A notícia, que deve enterrar uma falsa polêmica alimentada nos últimos dias por adversários da tese das mudanças climáticas, não mereceu da imprensa mais destaque do que as declarações e artigos de representantes das forças econômicas que tentam evitar a imposição de restrições às atividades nocivas ao meio ambiente.


A última onda de desinformação com o objetivo de desacreditar o Painel Intergovernamental sobre Mudanças Climáticas (IPCC, na sigla em inglês) começou em novembro passado, quando o governo da Índia contestou um parágrafo do relatório divulgado em fevereiro de 2007, no qual se afirmava que os glaciares do Himalaia estavam derretendo num ritmo mais rápido do que as geleiras de outras partes do mundo.


Os coordenadores do estudo do IPCC reconheceram o erro pontual e seus adversários aproveitaram para tentar desmoralizar todo o relatório, requentando a tese de que o fenômeno do aquecimento global é uma invenção de forças misteriosas dispostas a criar um sistema de governança global.


Uma caricatura


Teorias conspiratórias à parte, cabe ao observador analisar o papel da imprensa no episódio.


Revendo o noticiário a respeito, publicado desde o final do ano passado e reforçado por artigos muito oportunistas, o leitor atento vai se dar conta de que os jornais deram muito mais espaço e destaque para os contestadores do relatório do IPCC do que para as informações oficiais, que afinal nunca foram realmente desmentidas.


A situação sugere até uma caricatura, se é que se pode considerar adequado ilustrar com humor uma circunstância catastrófica: certos jornalistas e articulistas poderiam ser retratados como alguém que se derrete de calor e ainda pergunta: ‘Aquecimento? Que aquecimento?’


A negação das evidências


Destaque-se o esforço do jornalista Marcelo Leite e outros especialistas em jornalismo científico, em separar boatos de informações. Em sua coluna de domingo (24/1) na Folha de S.Paulo, Leite lembra que o erro admitido pelo IPCC se refere a apenas um parágrafo num trabalho de 938 páginas.

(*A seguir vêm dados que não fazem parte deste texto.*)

use serde::{Deserialize, Serialize};
use validator::Validate;

pub mod handler;
pub mod service;

pub const DEFAULT_IMAGE_URL: &str =
    "https://icon-library.com/images/default-user-icon/default-user-icon-28.jpg";

pub const DEFAULT_HEADER_IMAGE_URL: &str = "https://images.unsplash.com/photo-1519751138087-5bf79df62d5b?ixlib=rb-4.0.3&ixid=MnwxMjA3fDB8MHxwaG90by1wYWdlfHx8fGVufDB8fHx8&auto=format&fit=crop&w=2070&q=80";

/// Database model for a registered account
#[derive(Debug, Clone, Serialize, Deserialize, sqlx::FromRow)]
pub struct User {
    pub id: i64,
    pub username: String,
    pub email: String,
    pub image_url: String,
    pub header_image_url: String,
    pub bio: String,
    pub location: String,
    #[serde(skip_serializing)]
    pub password_hash: String,
}

#[derive(Debug, Serialize)]
pub struct UserResponse {
    pub id: i64,
    pub username: String,
    pub email: String,
    pub image_url: String,
    pub header_image_url: String,
    pub bio: String,
    pub location: String,
}

impl From<User> for UserResponse {
    fn from(user: User) -> Self {
        UserResponse {
            id: user.id,
            username: user.username,
            email: user.email,
            image_url: user.image_url,
            header_image_url: user.header_image_url,
            bio: user.bio,
            location: user.location,
        }
    }
}

/// A user as shown in lists: no email, no hash
#[derive(Debug, Serialize, sqlx::FromRow)]
pub struct UserSummary {
    pub id: i64,
    pub username: String,
    pub image_url: String,
    pub bio: String,
}

/// Profile page payload, with relationship flags relative to the viewer
#[derive(Debug, Serialize)]
pub struct UserProfileResponse {
    pub id: i64,
    pub username: String,
    pub image_url: String,
    pub header_image_url: String,
    pub bio: String,
    pub location: String,
    pub messages_count: i64,
    pub followers_count: i64,
    pub following_count: i64,
    pub likes_count: i64,
    pub is_following: bool,
    pub is_followed_by: bool,
}

#[derive(Debug, Deserialize, Validate)]
pub struct UpdateProfile {
    #[validate(length(
        min = 1,
        max = 30,
        message = "Username must be between 1 and 30 characters"
    ))]
    pub username: String,
    #[validate(
        email(message = "Invalid email format"),
        length(max = 50, message = "Email must be at most 50 characters")
    )]
    pub email: String,
    #[validate(url(message = "Image URL must be a URL"))]
    pub image_url: Option<String>,
    #[validate(url(message = "Header image URL must be a URL"))]
    pub header_image_url: Option<String>,
    pub bio: Option<String>,
    #[validate(length(max = 30, message = "Location must be at most 30 characters"))]
    pub location: Option<String>,
    /// Current password; the edit is refused unless it matches.
    pub password: String,
}

#[derive(Debug, Deserialize)]
pub struct UserFilter {
    pub q: Option<String>,
}

/// Treats a blank optional URL as absent so the column default applies.
pub(crate) fn non_blank(value: Option<String>) -> Option<String> {
    value.filter(|v| !v.trim().is_empty())
}
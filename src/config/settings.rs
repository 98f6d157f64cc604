use std::env;
use std::net::SocketAddr;

use anyhow::{Context, Result};

#[derive(Clone)]
pub struct Settings {
    pub port: u16,
    pub addr: SocketAddr,
    pub database_url: String,
    pub database_max_connections: u32,
    pub jwt_secret: String,
    pub jwt_ttl_hours: i64,
}

impl Settings {
    pub fn new() -> Result<Self> {
        let port: u16 = parse_or("PORT", 3000);
        let addr = SocketAddr::from(([0, 0, 0, 0], port));

        let database_url = env::var("DATABASE_URL").context("DATABASE_URL must be set")?;
        let jwt_secret = env::var("JWT_SECRET").context("JWT_SECRET must be set")?;

        Ok(Self {
            port,
            addr,
            database_url,
            database_max_connections: parse_or("DATABASE_MAX_CONNECTIONS", 5),
            jwt_secret,
            jwt_ttl_hours: parse_or("JWT_TTL_HOURS", 24),
        })
    }
}

fn parse_or<T: std::str::FromStr>(key: &str, default: T) -> T {
    env::var(key)
        .ok()
        .and_then(|s| s.parse().ok())
        .unwrap_or(default)
}
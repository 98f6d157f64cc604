use axum::{
    extract::{Path, State},
    response::IntoResponse,
};
use sqlx::SqlitePool;

use crate::{
    auth::jwt,
    error::AppError,
    follows::{service, FollowActionResponse},
    response::ApiResponse,
    users,
};

/// Follow a user
/// POST /api/users/:id/follow
pub async fn follow_user(
    State(pool): State<SqlitePool>,
    claims: jwt::Claims,
    Path(user_id): Path<i64>,
) -> Result<impl IntoResponse, AppError> {
    service::follow(&pool, claims.sub, user_id).await?;

    let followers_count = service::followers_count(&pool, user_id).await?;

    Ok(ApiResponse::success(FollowActionResponse {
        following: true,
        followers_count,
    }))
}

/// Unfollow a user
/// DELETE /api/users/:id/follow
pub async fn unfollow_user(
    State(pool): State<SqlitePool>,
    claims: jwt::Claims,
    Path(user_id): Path<i64>,
) -> Result<impl IntoResponse, AppError> {
    users::service::get_user(&pool, user_id).await?;

    service::unfollow(&pool, claims.sub, user_id).await?;

    let followers_count = service::followers_count(&pool, user_id).await?;

    Ok(ApiResponse::success(FollowActionResponse {
        following: false,
        followers_count,
    }))
}

/// GET /api/users/:id/followers
pub async fn get_followers(
    State(pool): State<SqlitePool>,
    _claims: jwt::Claims,
    Path(user_id): Path<i64>,
) -> Result<impl IntoResponse, AppError> {
    users::service::get_user(&pool, user_id).await?;

    let users = service::followers(&pool, user_id).await?;
    Ok(ApiResponse::success(users))
}

/// GET /api/users/:id/following
pub async fn get_following(
    State(pool): State<SqlitePool>,
    _claims: jwt::Claims,
    Path(user_id): Path<i64>,
) -> Result<impl IntoResponse, AppError> {
    users::service::get_user(&pool, user_id).await?;

    let users = service::following(&pool, user_id).await?;
    Ok(ApiResponse::success(users))
}
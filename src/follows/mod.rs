use serde::Serialize;

pub mod handler;
pub mod service;

/// Directed edge: `follower_id` follows `followed_id`
#[derive(Debug, Clone, PartialEq, Eq, Serialize, sqlx::FromRow)]
pub struct Follow {
    pub follower_id: i64,
    pub followed_id: i64,
}

/// Response for follow/unfollow actions
#[derive(Debug, Serialize)]
pub struct FollowActionResponse {
    pub following: bool,
    pub followers_count: i64,
}
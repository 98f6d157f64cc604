use sqlx::SqlitePool;

use crate::{
    error::{AppError, AppResult},
    follows::Follow,
    users::UserSummary,
};

/// Adds the edge `follower_id -> followed_id`. An existing edge is a
/// `Duplicate`, never silently merged.
pub async fn follow(pool: &SqlitePool, follower_id: i64, followed_id: i64) -> AppResult<Follow> {
    if follower_id == followed_id {
        return Err(AppError::Forbidden("You cannot follow yourself".to_string()));
    }

    // Single statement: concurrent duplicates surface as key violations
    let edge = sqlx::query_as::<_, Follow>(
        r#"
        INSERT INTO follows (follower_id, followed_id)
        SELECT $1, id FROM users WHERE id = $2
        RETURNING *
        "#,
    )
    .bind(follower_id)
    .bind(followed_id)
    .fetch_optional(pool)
    .await
    .map_err(|e| AppError::duplicate_or(e, "Already following this user"))?
    .ok_or(AppError::NotFound("User not found".to_string()))?;

    tracing::info!(follower_id, followed_id, "follow created");

    Ok(edge)
}

/// Removes the edge if present; a missing edge is not an error.
pub async fn unfollow(pool: &SqlitePool, follower_id: i64, followed_id: i64) -> AppResult<()> {
    let result = sqlx::query("DELETE FROM follows WHERE follower_id = $1 AND followed_id = $2")
        .bind(follower_id)
        .bind(followed_id)
        .execute(pool)
        .await?;

    if result.rows_affected() > 0 {
        tracing::info!(follower_id, followed_id, "follow removed");
    }

    Ok(())
}

/// Does `user_id` follow `other_id`?
pub async fn is_following(pool: &SqlitePool, user_id: i64, other_id: i64) -> AppResult<bool> {
    let found = sqlx::query("SELECT 1 FROM follows WHERE follower_id = $1 AND followed_id = $2")
        .bind(user_id)
        .bind(other_id)
        .fetch_optional(pool)
        .await?
        .is_some();

    Ok(found)
}

/// Is `user_id` followed by `other_id`?
pub async fn is_followed_by(pool: &SqlitePool, user_id: i64, other_id: i64) -> AppResult<bool> {
    is_following(pool, other_id, user_id).await
}

pub async fn followers_count(pool: &SqlitePool, user_id: i64) -> AppResult<i64> {
    let count = sqlx::query_scalar::<_, i64>("SELECT COUNT(*) FROM follows WHERE followed_id = $1")
        .bind(user_id)
        .fetch_one(pool)
        .await?;

    Ok(count)
}

/// Users following `user_id`
pub async fn followers(pool: &SqlitePool, user_id: i64) -> AppResult<Vec<UserSummary>> {
    let users = sqlx::query_as::<_, UserSummary>(
        r#"
        SELECT u.id, u.username, u.image_url, u.bio
        FROM follows f
        JOIN users u ON f.follower_id = u.id
        WHERE f.followed_id = $1
        ORDER BY u.id
        "#,
    )
    .bind(user_id)
    .fetch_all(pool)
    .await?;

    Ok(users)
}

/// Users that `user_id` follows
pub async fn following(pool: &SqlitePool, user_id: i64) -> AppResult<Vec<UserSummary>> {
    let users = sqlx::query_as::<_, UserSummary>(
        r#"
        SELECT u.id, u.username, u.image_url, u.bio
        FROM follows f
        JOIN users u ON f.followed_id = u.id
        WHERE f.follower_id = $1
        ORDER BY u.id
        "#,
    )
    .bind(user_id)
    .fetch_all(pool)
    .await?;

    Ok(users)
}
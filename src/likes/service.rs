use sqlx::SqlitePool;

use crate::{
    error::{AppError, AppResult},
    likes::Like,
    messages::{MessageFromDb, MessageResponse, MESSAGE_SELECT},
};

/// Records that `liker_id` likes `message_id`. Liking your own message is
/// forbidden and liking twice is a `Duplicate`.
pub async fn like(pool: &SqlitePool, liker_id: i64, message_id: i64) -> AppResult<Like> {
    let like = sqlx::query_as::<_, Like>(
        r#"
        INSERT INTO likes (user_id, message_id)
        SELECT $1, id FROM messages WHERE id = $2 AND user_id <> $1
        RETURNING *
        "#,
    )
    .bind(liker_id)
    .bind(message_id)
    .fetch_optional(pool)
    .await
    .map_err(|e| AppError::duplicate_or(e, "Message already liked"))?;

    let Some(like) = like else {
        // Nothing inserted: the message is missing or belongs to the liker
        let owner_id =
            sqlx::query_scalar::<_, i64>("SELECT user_id FROM messages WHERE id = $1")
                .bind(message_id)
                .fetch_optional(pool)
                .await?;

        return Err(match owner_id {
            None => AppError::NotFound("Message not found".to_string()),
            Some(_) => AppError::Forbidden("You cannot like your own message".to_string()),
        });
    };

    tracing::info!(user_id = liker_id, message_id, "message liked");

    Ok(like)
}

/// Removes the like if present; a missing like is not an error.
pub async fn unlike(pool: &SqlitePool, liker_id: i64, message_id: i64) -> AppResult<()> {
    let result = sqlx::query("DELETE FROM likes WHERE user_id = $1 AND message_id = $2")
        .bind(liker_id)
        .bind(message_id)
        .execute(pool)
        .await?;

    if result.rows_affected() > 0 {
        tracing::info!(user_id = liker_id, message_id, "message unliked");
    }

    Ok(())
}

pub async fn likes_count(pool: &SqlitePool, message_id: i64) -> AppResult<i64> {
    let count = sqlx::query_scalar::<_, i64>("SELECT COUNT(*) FROM likes WHERE message_id = $1")
        .bind(message_id)
        .fetch_one(pool)
        .await?;

    Ok(count)
}

/// Messages liked by `user_id`, newest first.
pub async fn liked_messages(
    pool: &SqlitePool,
    viewer_id: i64,
    user_id: i64,
) -> AppResult<Vec<MessageResponse>> {
    let query = format!(
        r#"
        {MESSAGE_SELECT}
        JOIN likes lk ON lk.message_id = m.id AND lk.user_id = $2
        ORDER BY m.timestamp DESC, m.id DESC
        "#
    );

    let rows = sqlx::query_as::<_, MessageFromDb>(&query)
        .bind(viewer_id)
        .bind(user_id)
        .fetch_all(pool)
        .await?;

    Ok(rows.into_iter().map(MessageResponse::from).collect())
}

Ele considera ‘preocupante ver que até jornalistas – melhor, alguns colunistas conservadores – se prestam a esse jogo. Não se pejam em exibir a própria ignorância, desconhecem a diferença entre tempo e clima e estão vibrando com a onda de frio no hemistério Norte’.


Esses articulistas omitem ou ignoram, acrescenta o jornalista, que apenas partes das regiões mais habitadas do hemisfério sofrem com o frio intenso. A região do Ártico está mais quente que o normal, conforme previram os relatórios do IPCC.


Ao mesmo tempo em que abriga os textos dos negacionistas – os céticos que tentam negar o relatório sobre as mudanças climáticas –, os jornais enchem sua páginas de evidências cada vez mais fortes de que o planeta está passando por uma crise ambiental. As notícias sobre enchentes e outras catástrofes provocadas por chuvas fora do comum convivem com a negação das observações científicas.


Não há como escapar de uma sensação de esquizofrenia.


Quem lucra?


Ao tentar abrigar todo tipo de opinião, sem ponderar relativamente o peso científico de cada uma delas, a imprensa acaba por dar curso a teorias sem fundamento, prejudica a essencial conscientização da sociedade sobre a necessidade de contribuir para amenizar o problema ambiental, e, finalmente, age contra sua própria reputação.


Jornais, revistas e emissoras de rádio e televisão fariam melhor trabalho se, em vez de dar holofotes a oportunistas ignorantes, tratassem de identificar de onde vêm essas tentativas de desmoralizar a comunidade científica internacional que revelou a perturbadora condição em que vive a humanidade.


Não deve ser difícil descobrir de onde vêm os recursos que financiam certos arautos do negacionismo. Também não é preciso ser um Sherlock Holmes para descobrir as forças econômicas e políticas que esperam sair ganhando com o perigo que ameaça o planeta.